Some of the bodies were found because they wore radio collars which pinpointed the locations where the green fire left the wolves’ eyes. Something I doubt any of the killers ever noticed, more ignorant than their fellow Wisconsinite some 90 years ago. (GreenFire, the movie, coming soon.) No doubt there are more dead, unfound as yet. The commonly heard phrase is Shoot, Shovel, and Shut Up, but I think most of these cowards are too lazy to shovel and too drunk to shut up. There’s only one thing they’re capable of–shooting prematurely.

Last night a friend and I went on an owl hike at a nearby sanctuary. Armed only with flashlights, I got mine up first when we heard the owl. And though it can’t compare to the magic of being camped in the UP where the River meets the Lake while someone asks “Who cooks for you?” just above the tent, a hearty “Hoo, hoo” still makes me hot.

Advertisements

Responses

  1. I'm always glad when I find your new posts, greentangle. Thanks for making the effort to post them. Thanks too for the link to Green Fire. Any idea when that film will be released and where?

    My dad used to go duck hunting (we always ate what he shot) and I once asked him if he ever hunted deer. He told me he shot one once and watched it die and never wanted to do that again. It's harder to watch ducks die, out there on the water, I guess.

    I'm always so grateful to see any wild creature while I'm wandering the woods. The last thing on earth I would want to do is blow it away with a gun.

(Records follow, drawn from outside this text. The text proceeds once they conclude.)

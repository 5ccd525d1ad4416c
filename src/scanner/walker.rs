//! Multi-root directory walker built on jwalk.
//!
//! # Overview
//!
//! The [`Walker`] enumerates regular files below one or more roots and
//! yields a [`FileCandidate`] for each file that passes the configured
//! filters. Roots are resolved and de-overlapped first (see
//! [`path_utils::prepare_roots`](super::path_utils::prepare_roots)), then
//! walked one after another. Children are sorted by file name so the
//! discovery order, and therefore every candidate's `seq`, is stable
//! across runs on an unchanged tree.
//!
//! Per-entry failures are yielded as [`ScanError`] items and the walk
//! continues. Gitignore-style patterns (and a `.gitignore` at a root)
//! prune whole directories before they are read.
//!
//! # Example
//!
//! ```no_run
//! use dupelint::scanner::{Walker, WalkerConfig};
//! use std::path::PathBuf;
//!
//! let walker = Walker::new(
//!     vec![PathBuf::from("/data/photos"), PathBuf::from("/backup/photos")],
//!     WalkerConfig::default(),
//! );
//! let files: Vec<_> = walker.walk().filter_map(Result::ok).collect();
//! println!("Found {} files", files.len());
//! ```

use std::fs::{File, Metadata};
use std::path::{Path, PathBuf};
use std::sync::atomic::{AtomicBool, Ordering};
use std::sync::Arc;
use std::time::SystemTime;

use ignore::gitignore::{Gitignore, GitignoreBuilder};
use jwalk::WalkDir;

use super::hardlink::HardlinkTracker;
use super::path_utils::prepare_roots;
use super::{FileCandidate, ScanError, WalkerConfig};

/// Directory walker over a list of roots.
#[derive(Debug, Clone)]
pub struct Walker {
    roots: Vec<PathBuf>,
    config: WalkerConfig,
    shutdown_flag: Option<Arc<AtomicBool>>,
}

/// A file that passed every per-entry filter, before hardlink collapsing.
struct Found {
    candidate: FileCandidate,
    metadata: Metadata,
}

impl Walker {
    /// Create a walker for the given roots.
    #[must_use]
    pub fn new(roots: Vec<PathBuf>, config: WalkerConfig) -> Self {
        Self {
            roots,
            config,
            shutdown_flag: None,
        }
    }

    /// Set the shutdown flag checked between entries.
    #[must_use]
    pub fn with_shutdown_flag(mut self, flag: Arc<AtomicBool>) -> Self {
        self.shutdown_flag = Some(flag);
        self
    }

    /// Roots as given.
    #[must_use]
    pub fn roots(&self) -> &[PathBuf] {
        &self.roots
    }

    /// Walker configuration.
    #[must_use]
    pub fn config(&self) -> &WalkerConfig {
        &self.config
    }

    fn is_shutdown_requested(&self) -> bool {
        self.shutdown_flag
            .as_ref()
            .is_some_and(|f| f.load(Ordering::SeqCst))
    }

    /// Resolve the roots: usable canonical roots plus one error per
    /// unusable root.
    #[must_use]
    pub fn prepare(&self) -> (Vec<PathBuf>, Vec<ScanError>) {
        prepare_roots(&self.roots)
    }

    /// Walk every root, yielding root errors first.
    pub fn walk(&self) -> impl Iterator<Item = Result<FileCandidate, ScanError>> + '_ {
        let (roots, errors) = self.prepare();
        errors.into_iter().map(Err).chain(self.walk_prepared(roots))
    }

    /// Walk roots that were already resolved with [`Walker::prepare`].
    ///
    /// Candidates are numbered in discovery order starting at zero.
    pub fn walk_prepared(
        &self,
        roots: Vec<PathBuf>,
    ) -> impl Iterator<Item = Result<FileCandidate, ScanError>> + '_ {
        let mut hardlinks = HardlinkTracker::new();
        let keep_hardlinks = self.config.keep_hardlinks;
        let mut seq = 0usize;

        roots
            .into_iter()
            .flat_map(move |root| self.walk_root(root))
            .take_while(move |_| {
                let stop = self.is_shutdown_requested();
                if stop {
                    log::debug!("Walker: shutdown requested, stopping iteration");
                }
                !stop
            })
            .filter_map(move |item| match item {
                Ok(found) => {
                    if !keep_hardlinks && !hardlinks.admit(&found.metadata) {
                        log::debug!("Skipping hardlink: {}", found.candidate.path.display());
                        return None;
                    }
                    let candidate = found.candidate.with_seq(seq);
                    seq += 1;
                    Some(Ok(candidate))
                }
                Err(e) => Some(Err(e)),
            })
    }

    fn walk_root(&self, root: PathBuf) -> impl Iterator<Item = Result<Found, ScanError>> + '_ {
        log::debug!("Walking root {}", root.display());
        let gitignore = self.build_gitignore(&root).map(Arc::new);
        let prune = gitignore.clone();

        let mut walk_dir = WalkDir::new(&root)
            .follow_links(self.config.follow_symlinks)
            .skip_hidden(self.config.skip_hidden)
            .process_read_dir(move |_depth, _path, _state, children| {
                children.sort_by(|a, b| match (a, b) {
                    (Ok(a), Ok(b)) => a.file_name().cmp(b.file_name()),
                    (Ok(_), Err(_)) => std::cmp::Ordering::Less,
                    (Err(_), Ok(_)) => std::cmp::Ordering::Greater,
                    (Err(_), Err(_)) => std::cmp::Ordering::Equal,
                });
                if let Some(gi) = &prune {
                    children.retain(|child| match child {
                        Ok(entry) if entry.file_type().is_dir() => {
                            !gi.matched(entry.path(), true).is_ignore()
                        }
                        _ => true,
                    });
                }
            });
        if let Some(depth) = self.config.max_depth {
            walk_dir = walk_dir.max_depth(depth);
        }

        let root_for_errors = root.clone();
        walk_dir
            .into_iter()
            .filter_map(move |entry_result| match entry_result {
                Ok(entry) => {
                    let path = entry.path();
                    if path == root || entry.file_type().is_dir() {
                        return None;
                    }
                    if let Some(gi) = &gitignore {
                        if gi.matched(&path, false).is_ignore() {
                            log::trace!("Ignoring file: {}", path.display());
                            return None;
                        }
                    }
                    if entry.file_type().is_symlink() && !self.config.follow_symlinks {
                        log::trace!("Skipping symlink: {}", path.display());
                        return None;
                    }
                    self.stat_entry(path)
                }
                Err(e) => {
                    let path = e
                        .path()
                        .map_or_else(|| root_for_errors.clone(), Path::to_path_buf);
                    log::warn!("Walker error for {}: {}", path.display(), e);
                    let io = e
                        .into_io_error()
                        .unwrap_or_else(|| std::io::Error::other("directory walk failed"));
                    Some(Err(ScanError::from_io(path, io)))
                }
            })
    }

    fn stat_entry(&self, path: PathBuf) -> Option<Result<Found, ScanError>> {
        let metadata = if self.config.follow_symlinks {
            std::fs::metadata(&path)
        } else {
            std::fs::symlink_metadata(&path)
        };
        let metadata = match metadata {
            Ok(m) => m,
            Err(e) => {
                if e.kind() == std::io::ErrorKind::NotFound {
                    log::debug!("File vanished during walk: {}", path.display());
                } else {
                    log::warn!("Cannot stat {}: {}", path.display(), e);
                }
                return Some(Err(ScanError::from_io(path, e)));
            }
        };

        if !metadata.is_file() {
            return None;
        }

        let size = metadata.len();
        if !self.config.accepts_size(size) {
            if size == 0 {
                log::debug!("Skipping empty file: {}", path.display());
            } else {
                log::trace!("Skipping {} ({} bytes): size filter", path.display(), size);
            }
            return None;
        }

        // a file of unique size is never hashed, so readability is checked here
        if let Err(e) = File::open(&path) {
            log::warn!("Cannot read {}: {}", path.display(), e);
            return Some(Err(ScanError::from_io(path, e)));
        }

        let modified = metadata.modified().unwrap_or(SystemTime::UNIX_EPOCH);
        Some(Ok(Found {
            candidate: FileCandidate::new(path, size, modified),
            metadata,
        }))
    }

    fn build_gitignore(&self, root: &Path) -> Option<Gitignore> {
        let mut builder = GitignoreBuilder::new(root);

        let gitignore_path = root.join(".gitignore");
        if gitignore_path.is_file() {
            if let Some(e) = builder.add(&gitignore_path) {
                log::warn!(
                    "Failed to load .gitignore from {}: {}",
                    gitignore_path.display(),
                    e
                );
            }
        }

        for pattern in &self.config.ignore_patterns {
            if let Err(e) = builder.add_line(None, pattern) {
                log::warn!("Invalid ignore pattern '{}': {}", pattern, e);
            }
        }

        match builder.build() {
            Ok(gitignore) if gitignore.is_empty() => None,
            Ok(gitignore) => Some(gitignore),
            Err(e) => {
                log::warn!("Failed to build ignore patterns: {}", e);
                None
            }
        }
    }
}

  2. Greentangle – nice post, thanks.

    Woodswalker – the website says

    January 2010

    Film complete,Film debut at film festivals

    April 2010

    Earth Day launch of film on public television

    Cheers -Terry

  3. Thanks for your post. Living as I do in the midst of “shoot, shovel and shut-up” territory, I had to comment that your perceptions on the hunting crowd is totally true. Any small sympathy that I might have with a pet owner who loses their hunting dog to wolves would be ill-founded. The same for the deer hunter who blames wolves for the low number deer “crop”. The dog was hunting for prey in the food chain so is fair game for stronger predators. The UP winter of 08-09 was a snowy and difficult one for deer and resulted in a massive die-off. Wolves will eat about 13 deer a year, which is a negligible number in the face of the usual overpopulation of deer in the UP. Another big factor for lack of deer hunter success was the abundance of natural food available this year for deer. Hunters who mostly sat at bait piles (yes, baiting deer is legal in the UP) found that deer weren't coming to their apple-bait as there was a super abundance of wild apples available to the deer in their natural habitat. We had the best wild apple crop that I have seen this year since moving down here 13 years ago.
    I wish you good traveling for your next steps now that you're done with your hospice duties.

  4. Woodswalker, thanks, whenever I make it to your blog, I always enjoy going along on your walks via your photos.

    Terry, thanks for beating me to passing along that info.

    Northland, thanks for all the on-the-scene info. I'm actually not done yet, but I thought I might be falsely giving that impression–people were looking through photos in advance. Getting close though–the real hospice people are coming now. As for my next step, I came very close to getting a job in a great location, and still might as I'm now waiting to hear whether someone else gets fired and I get hired (speaking of the food chain).